Broadening Access to Higher Education: A Story From a Texas Charter School Pilot

Today, we wanted to share a story that is very close to us.  Stories like these remind us why Udacity began, why our team works hard every day, and encourages us that our mission to broaden access to education is, at least anecdotally, having some success.  It embodies why we exist and what we strive to do — reach and engage students in college level courses who would otherwise be left out, bored, disenfranchised, and not empowered to further their education.

Earlier this year, we received an email from the founder of Winfree Academy Charter Schools. The subject matter: Damsel in Distress.  In the email, Melody Chalkley introduced her school and her mission. Winfree Academy Charter Schools are located in Texas and serve “at risk” students.  In fact, 91% of their students are at-risk of dropping out of high school as defined by the Texas Education Code.
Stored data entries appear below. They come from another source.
//! Node image files.
//!
//! Every node image lives at `<dir>/node{id}.svg` and every legend swatch at
//! `<dir>/legend{i}.svg`. The DOT document references them by path, so the
//! directory must outlive the document's rendering.

use std::fs;
use std::path::{Path, PathBuf};

use log::debug;

use crate::error::{Error, Result};
use crate::output::SvgEncoder;

/// A written image and its size in points, as read back from its header.
#[derive(Debug, Clone, PartialEq)]
pub struct Artifact {
    /// File location.
    pub path: PathBuf,
    /// Width in points.
    pub width: f32,
    /// Height in points.
    pub height: f32,
}

/// Directory that receives the images of one render.
#[derive(Debug, Clone)]
pub struct ArtifactDir {
    root: PathBuf,
}

impl ArtifactDir {
    /// Use `root`, creating it if needed. Relative paths are anchored at the
    /// current directory so the DOT document stays valid wherever it is rendered.
    ///
    /// # Errors
    ///
    /// Returns [`Error::Io`] if the directory cannot be created.
    pub fn new(root: impl AsRef<Path>) -> Result<Self> {
        let root = root.as_ref();
        let root = if root.is_absolute() {
            root.to_path_buf()
        } else {
            std::env::current_dir()?.join(root)
        };
        fs::create_dir_all(&root)?;
        Ok(Self { root })
    }

    /// The directory.
    #[must_use]
    pub fn path(&self) -> &Path {
        &self.root
    }

    /// Location of node `id`'s image.
    #[must_use]
    pub fn node_path(&self, id: usize) -> PathBuf {
        self.root.join(format!("node{id}.svg"))
    }

    /// Location of legend swatch `i`.
    #[must_use]
    pub fn legend_path(&self, i: usize) -> PathBuf {
        self.root.join(format!("legend{i}.svg"))
    }

    /// Write `svg` to `path` and read its dimensions back.
    ///
    /// # Errors
    ///
    /// Returns [`Error::Io`] on write failure or [`Error::ArtifactMetadata`]
    /// if the written header cannot be parsed.
    pub fn write(&self, path: PathBuf, svg: &SvgEncoder) -> Result<Artifact> {
        svg.write_to_file(&path)?;
        let (width, height) = svg_shape(&path)?;
        debug!("wrote {} ({width}x{height}pt)", path.display());
        Ok(Artifact { path, width, height })
    }
}

/// `(width, height)` in points from the `<svg ...>` header line of a file.
///
/// # Errors
///
/// Returns [`Error::Io`] if the file cannot be read and
/// [`Error::ArtifactMetadata`] if no header with both sizes is found.
pub fn svg_shape(path: impl AsRef<Path>) -> Result<(f32, f32)> {
    let path = path.as_ref();
    let content = fs::read_to_string(path)?;
    let metadata_error = |reason: &str| Error::ArtifactMetadata {
        path: path.to_path_buf(),
        reason: reason.to_string(),
    };

    let header = content
        .lines()
        .find(|line| line.starts_with("<svg "))
        .ok_or_else(|| metadata_error("no <svg> header line"))?;

    let mut width = None;
    let mut height = None;
    for arg in header["<svg ".len()..].split_whitespace() {
        let Some((key, value)) = arg.split_once('=') else {
            continue;
        };
        let value = value.trim_end_matches('>').trim_end_matches('/').trim_matches('"');
        let value = value.strip_suffix("pt").unwrap_or(value);
        match key {
            "width" => width = value.parse::<f32>().ok(),
            "height" => height = value.parse::<f32>().ok(),
            _ => {}
        }
    }

    match (width, height) {
        (Some(w), Some(h)) => Ok((w, h)),
        _ => Err(metadata_error("header lacks numeric width and height")),
    }
}

/// Node id encoded in an image file name (`node{id}.svg`).
#[must_use]
pub fn node_id_from_path(path: impl AsRef<Path>) -> Option<usize> {
    path.as_ref()
        .file_name()?
        .to_str()?
        .strip_prefix("node")?
        .strip_suffix(".svg")?
        .parse()
        .ok()
}
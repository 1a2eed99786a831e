use nalgebra::DMatrix;
use tracing::trace;

use crate::config::SolverConfig;
use crate::system::{ResidualSystem, SolveOutcome};

const LAMBDA_INITIAL: f64 = 1e-3;
const LAMBDA_FACTOR: f64 = 10.0;

/// Levenberg-Marquardt: damped Gauss-Newton steps through the normal
/// equations, with the damping raised on rejected steps and relaxed on
/// accepted ones.
pub fn solve<S: ResidualSystem + ?Sized>(
    system: &S,
    x: &mut [f64],
    config: &SolverConfig,
) -> SolveOutcome {
    let n = x.len();
    if n == 0 || system.residual_count() == 0 {
        let residual = system.residual_norm(x);
        return SolveOutcome {
            converged: residual < config.convergence,
            iterations: 0,
            residual,
        };
    }

    let mut r = system.residual_vector(x);
    let mut cost = r.norm();
    let mut lambda = LAMBDA_INITIAL;
    let mut iterations = 0;

    for iteration in 0..config.max_iterations {
        if cost < config.convergence {
            return SolveOutcome {
                converged: true,
                iterations,
                residual: cost,
            };
        }
        iterations = iteration + 1;

        let jac = system.jacobian(x);
        let jtj = jac.transpose() * &jac;
        let grad = jac.transpose() * &r;
        if grad.norm() < 1e-16 {
            break; // stationary point, possibly a conflict
        }

        let mut improved = false;
        for _ in 0..20 {
            let mut damped: DMatrix<f64> = jtj.clone();
            for i in 0..n {
                damped[(i, i)] += lambda * (1.0 + jtj[(i, i)]);
            }
            let step = match damped.cholesky() {
                Some(chol) => chol.solve(&grad.scale(-1.0)),
                None => {
                    lambda *= LAMBDA_FACTOR;
                    continue;
                }
            };

            let mut trial = x.to_vec();
            for i in 0..n {
                trial[i] += step[i];
            }
            let r_trial = system.residual_vector(&trial);
            let trial_cost = r_trial.norm();

            if trial_cost < cost {
                x.copy_from_slice(&trial);
                r = r_trial;
                cost = trial_cost;
                lambda = (lambda / LAMBDA_FACTOR).max(1e-12);
                improved = true;
                break;
            }
            lambda *= LAMBDA_FACTOR;
        }

        if config.per_iteration() {
            trace!(iteration, residual = cost, lambda, "lm iteration");
        }
        if !improved {
            break;
        }
    }

    SolveOutcome {
        converged: cost < config.convergence,
        iterations,
        residual: cost,
    }
}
Almost a third of their students are 18 and older, many are young/single parents, many were previously enrolled in an Alternative Education Program, and 17% are homeless… yet 81% of their seniors want to continue their education at the post-secondary level.

Melody wrote about the need to re-engage these students and prepare them on their road to college readiness with curriculum in which they could really learn at their own pace, learn by doing such that they are fully engaged, and could begin to be empowered again in their education.  We decided to do a pilot.

For the pilot, 22 students ended up enrolling in Udacity courses. All of them had indicators as being at-risk for dropping out of school by state and national standards and 78% were from economically disadvantaged households.  They had the choice to enroll in either Introduction to Statistics or Introduction to Physics.  We ultimately had 17 students enrolled in Physics and 5 enrolled in Statistics.  At 9 weeks into the pilot, 72% of students were trending above expectations set by their principal. In fact, 7 students had completed the physics course and 100% of the students in the statistics course were ahead of the principal’s expectations in their progress.

We were especially inspired to hear the stories about two of the girls:. J.C., a 17 year-old Hispanic/American Indian, and K.H., a 17 year-old Caucasian, both of whom had been “at-risk” since grade 7 and at their prior, traditional schools had not maintained enough of an average to keep them in school. Both of these girls were able to complete our online physics class at higher than 80%.

While there were also some constraints, added self-discipline, and some more features that came up for us to work on, as Melody shared the students feedback, we were encouraged by the students’ reviews:

“You get the one on one attention that you want. [The teacher] teaches you how to do the problems step by step and then lets you do it on your own. Another great thing about this is that if you do not understand it you can always keep repeating it until you figure out how to work it out.”

“I was more likely to retain the information because they learned it, then did it.”

“Teachers are online ready to explain and help you understand what you’re stuck on. …They explain almost everything in detail without a problem making easier for those of us who are tactile learners.”

We want to congratulate the students that completed the pilot program!  We take their feedback to heart as both encouragement and areas we will continue to build on.  And thank you to the Winfree teachers and administrators for all the work they do to help these at risk students meet their goals of going to college and taking college level courses.  Stay Udacious!



4 thoughts on “Broadening Access to Higher Education: A Story From a Texas Charter School Pilot

  1. Hi, It's me the Damsel in Distress! This is one of the most exciting journeys since actually starting the school, Winfree Academy. All of my education career has been a continuous search for finding opportunity for disenfranchised youth. Many of our kids were discarded by the system and now they are finishing Udacity Courses in lightening speed with a chance to make their dreams come true.